Fall hazards are recognized as one of the OSHA Big Four which account for the majority of fatalities in the construction industry. Personal Fall Arrest Systems (PFAS) are a common type of protection used by workers when serious fall hazards exist in their working environment.

OSHA Standard 1926.503(a)(1) The employer shall provide a training program for each employee who might be exposed to fall hazards. The program shall enable each employee to recognize the hazards of falling and shall train each employee in the procedures to be followed in order to minimize these hazards.

Personal Fall Arrest Systems (PFAS) typically consist of an Anchor Point, a Body Harness, and a Connector such as a lanyard.

Worker Wearing PFAS, shows Anchor Point, Connector and Body Harness

Fall Arrest Systems MUST be inspected before each use. Inspections should include looking for any signs of damage, excessive wear, rust or chemical damage.

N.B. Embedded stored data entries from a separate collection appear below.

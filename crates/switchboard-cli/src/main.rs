//! Switchboard CLI - Command-line interface for the profile engine
//!
//! Provides `switchboard list`, `switchboard activate`, and the other profile
//! commands. All state handling lives in `switchboard-core`; this binary only
//! parses arguments and formats results, masking credentials on the way out.

use anyhow::{Context, Result};
use clap::{Parser, Subcommand};
use serde_json::json;
use switchboard_core::{ActivationEngine, MergeSelection, ProfileRecord, ToolFamily};
use tracing_subscriber::EnvFilter;
use uuid::Uuid;

#[derive(Parser)]
#[command(name = "switchboard")]
#[command(about = "Switchboard - credential profile switcher for AI coding CLIs")]
#[command(version)]
struct Cli {
    #[command(subcommand)]
    command: Commands,
}

#[derive(Subcommand)]
enum Commands {
    /// List all profiles
    List {
        /// Output as JSON
        #[arg(long)]
        json: bool,
    },
    /// Add a profile
    Add {
        /// Profile name
        name: String,
        /// Tool family (claude, codex, gemini)
        #[arg(short, long)]
        family: ToolFamily,
        /// Credential pushed to the tool's configuration surface
        #[arg(short, long)]
        secret: String,
        /// Service address override (omit to use the tool default)
        #[arg(short, long)]
        endpoint: Option<String>,
    },
    /// Update a profile's name, secret, or endpoint
    Update {
        /// Profile id
        id: Uuid,
        /// New profile name
        #[arg(short, long)]
        name: Option<String>,
        /// New credential
        #[arg(short, long)]
        secret: Option<String>,
        /// New service address override (pass an empty string to clear it)
        #[arg(short, long)]
        endpoint: Option<String>,
    },
    /// Delete a profile, clearing its surface when it is active
    Delete {
        /// Profile id
        id: Uuid,
    },
    /// Make a profile the live one for its tool family
    Activate {
        /// Profile id
        id: Uuid,
    },
    /// Regenerate the merged router config from explicit profile choices
    Merge {
        /// Claude profile id
        #[arg(long)]
        claude: Option<Uuid>,
        /// Codex profile id
        #[arg(long)]
        codex: Option<Uuid>,
        /// Gemini profile id
        #[arg(long)]
        gemini: Option<Uuid>,
    },
}

fn main() {
    init_tracing();

    let cli = Cli::parse();
    if let Err(e) = run(cli.command) {
        eprintln!("Error: {e:#}");
        std::process::exit(1);
    }
}

fn init_tracing() {
    let env_filter = EnvFilter::try_from_default_env().unwrap_or_else(|_| EnvFilter::new("warn"));
    let _ = tracing_subscriber::fmt()
        .with_env_filter(env_filter)
        .with_writer(std::io::stderr)
        .try_init();
}

fn run(command: Commands) -> Result<()> {
    let engine =
        ActivationEngine::with_user_surfaces().context("Failed to open the profile store")?;

    match command {
        Commands::List { json } => {
            let profiles = engine.list_profiles();
            if json {
                print_profiles_json(&profiles)?;
            } else {
                print_profiles(&profiles);
            }
        }
        Commands::Add {
            name,
            family,
            secret,
            endpoint,
        } => {
            let record = engine.add_profile(&name, family, secret, endpoint)?;
            println!("Added profile {} ({})", record.id, record.name);
        }
        Commands::Update {
            id,
            name,
            secret,
            endpoint,
        } => {
            let current = engine
                .list_profiles()
                .into_iter()
                .find(|r| r.id == id)
                .with_context(|| format!("Profile not found: {id}"))?;

            let name = name.unwrap_or(current.name);
            let secret = secret.unwrap_or(current.secret);
            let endpoint = endpoint.or(current.endpoint);

            let record = engine.update_profile(id, &name, secret, endpoint)?;
            println!("Updated profile {} ({})", record.id, record.name);
        }
        Commands::Delete { id } => {
            engine.delete_profile(id)?;
            println!("Deleted profile {id}");
        }
        Commands::Activate { id } => {
            let record = engine.activate_profile(id)?;
            println!("Activated '{}' for {}", record.name, record.family);
        }
        Commands::Merge {
            claude,
            codex,
            gemini,
        } => {
            let mut selection = MergeSelection::new();
            selection.insert(ToolFamily::Claude, claude);
            selection.insert(ToolFamily::Codex, codex);
            selection.insert(ToolFamily::Gemini, gemini);
            engine.apply_merged_config(&selection)?;
            println!("Wrote merged router config");
        }
    }

    Ok(())
}

fn print_profiles(profiles: &[ProfileRecord]) {
    if profiles.is_empty() {
        println!("No profiles found.");
        return;
    }

    println!("Profiles:");
    for p in profiles {
        let marker = if p.active { "*" } else { " " };
        let endpoint = p.endpoint.as_deref().unwrap_or("default endpoint");
        println!(
            "  {} {} {:<6} {} [{}] ({})",
            marker,
            p.id,
            p.family,
            p.name,
            mask_secret(&p.secret),
            endpoint
        );
    }
}

fn print_profiles_json(profiles: &[ProfileRecord]) -> Result<()> {
    let rows: Vec<_> = profiles
        .iter()
        .map(|p| {
            json!({
                "id": p.id,
                "name": p.name,
                "family": p.family,
                "secret": mask_secret(&p.secret),
                "endpoint": p.endpoint,
                "active": p.active,
            })
        })
        .collect();
    println!("{}", serde_json::to_string_pretty(&rows)?);
    Ok(())
}

/// Never print a credential in full
fn mask_secret(secret: &str) -> String {
    let chars: Vec<char> = secret.chars().collect();
    if chars.len() <= 8 {
        return "****".to_string();
    }
    let head: String = chars[..4].iter().collect();
    let tail: String = chars[chars.len() - 4..].iter().collect();
    format!("{head}****{tail}")
}

#[cfg(test)]
mod tests {
    use super::mask_secret;

    #[test]
    fn test_mask_secret_hides_short_values_entirely() {
        assert_eq!(mask_secret("abc"), "****");
        assert_eq!(mask_secret("12345678"), "****");
    }

    #[test]
    fn test_mask_secret_keeps_edges_of_long_values() {
        assert_eq!(mask_secret("sk-ant-0123456789"), "sk-a****6789");
    }

    #[test]
    fn test_mask_secret_never_echoes_middle() {
        let masked = mask_secret("sk-ant-REDACTED");
        assert!(!masked.contains("supersecret"));
    }
}
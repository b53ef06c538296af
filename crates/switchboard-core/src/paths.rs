//! Fixed per-user locations
//!
//! The profile collection and the merged router document live under
//! `~/.switchboard/`; each file-backed tool family has its own credential
//! file in the tool's dotfolder.

use crate::error::StorageError;
use std::path::PathBuf;

/// Resolve the user's home directory
///
/// Prefers `HOME` (Unix), then `USERPROFILE` (Windows), then the platform
/// default.
pub fn home_dir() -> Result<PathBuf, StorageError> {
    if let Ok(home) = std::env::var("HOME") {
        return Ok(PathBuf::from(home));
    }
    if let Ok(userprofile) = std::env::var("USERPROFILE") {
        return Ok(PathBuf::from(userprofile));
    }
    dirs::home_dir().ok_or(StorageError::NoHomeDir)
}

/// Application data directory (`~/.switchboard`)
pub fn data_dir() -> Result<PathBuf, StorageError> {
    Ok(home_dir()?.join(".switchboard"))
}

/// The persisted profile collection
pub fn profiles_path() -> Result<PathBuf, StorageError> {
    Ok(data_dir()?.join("profiles.json"))
}

/// The merged router document consumed by the LLM router
pub fn router_config_path() -> Result<PathBuf, StorageError> {
    Ok(data_dir()?.join("router.json"))
}

/// Codex credential file
pub fn codex_auth_path() -> Result<PathBuf, StorageError> {
    Ok(home_dir()?.join(".codex").join("auth.json"))
}

/// Gemini credential file
pub fn gemini_credentials_path() -> Result<PathBuf, StorageError> {
    Ok(home_dir()?.join(".gemini").join("credentials.json"))
}
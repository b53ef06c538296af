//! Profile records and their file-backed store

pub mod store;
pub mod types;

pub use store::ProfileStore;
pub use types::{FamilyKeys, ProfileRecord, ToolFamily};
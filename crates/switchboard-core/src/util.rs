//! Filesystem helpers shared by the store, backends, and merge writer

use std::fs;
use std::io::{self, Write};
use std::path::Path;

/// Write `content` to `path` atomically
///
/// A concurrent reader sees either the old document or the new one, never a
/// partial write. The temp file is created in the destination directory so
/// the final rename stays on one filesystem.
pub fn write_atomic(path: &Path, content: &[u8]) -> io::Result<()> {
    let dir = path.parent().ok_or_else(|| {
        io::Error::new(io::ErrorKind::InvalidInput, "path has no parent directory")
    })?;
    fs::create_dir_all(dir)?;

    let mut tmp = tempfile::NamedTempFile::new_in(dir)?;
    tmp.write_all(content)?;
    tmp.persist(path).map_err(|e| e.error)?;
    Ok(())
}
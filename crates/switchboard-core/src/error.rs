//! Error types for the profile engine

use std::path::PathBuf;
use thiserror::Error;
use uuid::Uuid;

/// Result type for engine operations
pub type SwitchResult<T> = Result<T, SwitchError>;

/// Errors surfaced to the presentation layer
///
/// Every operation either fully succeeds or returns one of these with the
/// prior store and surface state intact.
#[derive(Debug, Error)]
pub enum SwitchError {
    /// Malformed input (empty name, empty merge selection, ...)
    #[error("Validation error: {0}")]
    Validation(String),

    /// Unknown profile id
    #[error("Profile not found: {0}")]
    NotFound(Uuid),

    /// Failure writing or clearing a real configuration surface
    #[error(transparent)]
    Backend(#[from] BackendError),

    /// Failure persisting or loading the profile collection file
    #[error(transparent)]
    Storage(#[from] StorageError),
}

impl SwitchError {
    /// Get the error code for CLI/API responses
    #[must_use]
    pub fn code(&self) -> &'static str {
        match self {
            Self::Validation(_) => "VALIDATION_ERROR",
            Self::NotFound(_) => "NOT_FOUND",
            Self::Backend(err) => err.kind.code(),
            Self::Storage(_) => "STORAGE_ERROR",
        }
    }
}

/// What went wrong while touching a configuration surface
#[derive(Debug, Clone, Copy, PartialEq, Eq)]
pub enum BackendErrorKind {
    /// OS denied the write
    Permission,
    /// Read/write/delete failed
    Io,
    /// Document could not be serialized
    Encoding,
    /// The surface does not exist on this platform
    Unsupported,
}

impl BackendErrorKind {
    #[must_use]
    pub fn code(self) -> &'static str {
        match self {
            Self::Permission => "PERMISSION_DENIED",
            Self::Io => "IO_ERROR",
            Self::Encoding => "ENCODING_ERROR",
            Self::Unsupported => "UNSUPPORTED_SURFACE",
        }
    }
}

impl std::fmt::Display for BackendErrorKind {
    fn fmt(&self, f: &mut std::fmt::Formatter<'_>) -> std::fmt::Result {
        match self {
            Self::Permission => write!(f, "permission"),
            Self::Io => write!(f, "I/O"),
            Self::Encoding => write!(f, "encoding"),
            Self::Unsupported => write!(f, "unsupported-surface"),
        }
    }
}

/// Failure writing or clearing a real configuration surface
///
/// `surface` names the environment store or file involved; messages never
/// carry credential values.
#[derive(Debug, Error)]
#[error("{kind} error on {surface}: {message}")]
pub struct BackendError {
    pub kind: BackendErrorKind,
    pub surface: String,
    pub message: String,
}

impl BackendError {
    /// Classify an I/O failure against `surface`
    #[must_use]
    pub fn io(surface: impl Into<String>, err: &std::io::Error) -> Self {
        let kind = if err.kind() == std::io::ErrorKind::PermissionDenied {
            BackendErrorKind::Permission
        } else {
            BackendErrorKind::Io
        };
        Self {
            kind,
            surface: surface.into(),
            message: err.to_string(),
        }
    }

    #[must_use]
    pub fn encoding(surface: impl Into<String>, message: impl Into<String>) -> Self {
        Self {
            kind: BackendErrorKind::Encoding,
            surface: surface.into(),
            message: message.into(),
        }
    }

    #[must_use]
    pub fn unsupported(surface: impl Into<String>, message: impl Into<String>) -> Self {
        Self {
            kind: BackendErrorKind::Unsupported,
            surface: surface.into(),
            message: message.into(),
        }
    }
}

/// Failure persisting or loading the profile collection file
#[derive(Debug, Error)]
pub enum StorageError {
    /// Home directory not found
    #[error("Home directory not found")]
    NoHomeDir,

    /// File I/O error
    #[error("I/O error for {path}: {message}")]
    Io { path: PathBuf, message: String },

    /// The persisted collection could not be parsed
    #[error("JSON parse error in {path}: {message}")]
    Parse { path: PathBuf, message: String },
}
//! Merged router document
//!
//! A secondary consumer (an LLM router) reads one combined document with a
//! section per tool family. The document is regenerated wholesale on every
//! call and atomically replaced; it is never patched in place.

use crate::error::{BackendError, SwitchError, SwitchResult};
use crate::profile::ProfileRecord;
use crate::util::write_atomic;
use serde_json::{Map, Value};
use std::path::{Path, PathBuf};

/// Serializes selected profiles into the combined router document
pub struct MergeWriter {
    path: PathBuf,
}

impl MergeWriter {
    #[must_use]
    pub fn new(path: PathBuf) -> Self {
        Self { path }
    }

    #[must_use]
    pub fn path(&self) -> &Path {
        &self.path
    }

    /// Write one section per record and atomically replace the document
    ///
    /// Records must belong to distinct families; the engine resolves the
    /// caller's selection down to at most one record per family before
    /// handing it over.
    pub fn write(&self, records: &[ProfileRecord]) -> SwitchResult<()> {
        if records.is_empty() {
            return Err(SwitchError::Validation(
                "merge selection resolves to no profiles".to_string(),
            ));
        }

        let mut doc = Map::new();
        for record in records {
            let keys = record.family.keys();
            let mut section = Map::new();
            section.insert(
                keys.secret_key.to_string(),
                Value::String(record.secret.clone()),
            );
            if let Some(endpoint) = &record.endpoint {
                section.insert(keys.endpoint_key.to_string(), Value::String(endpoint.clone()));
            }
            doc.insert(keys.section.to_string(), Value::Object(section));
        }

        let surface = self.path.display().to_string();
        let content = serde_json::to_vec_pretty(&Value::Object(doc))
            .map_err(|e| BackendError::encoding(surface.clone(), e.to_string()))?;
        write_atomic(&self.path, &content).map_err(|e| BackendError::io(surface, &e))?;
        Ok(())
    }
}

Any fall arrest system equipment found to be defective, worn-out or frayed must be removed from service immediately.

OSHA Standard 1926.502(d)(21) Personal fall arrest systems shall be inspected prior to each use for wear, damage and other deterioration, and defective components shall be removed from service.

Rusted components, webbing that has been burned or soaked in chemicals or paint must not be used. During the PFAS inspection, workers should look for any signs of damage on connectors, clips, carabineers, or the webbing of the lanyards or ropes used.

Inspections should be documented using an inspection tag or other documentation.

Supervisor documenting the completion of an inspection using the tag attached to the back of this full body harness.
Supervisor documenting the completion of an inspection using the tag attached to the back of this full body harness.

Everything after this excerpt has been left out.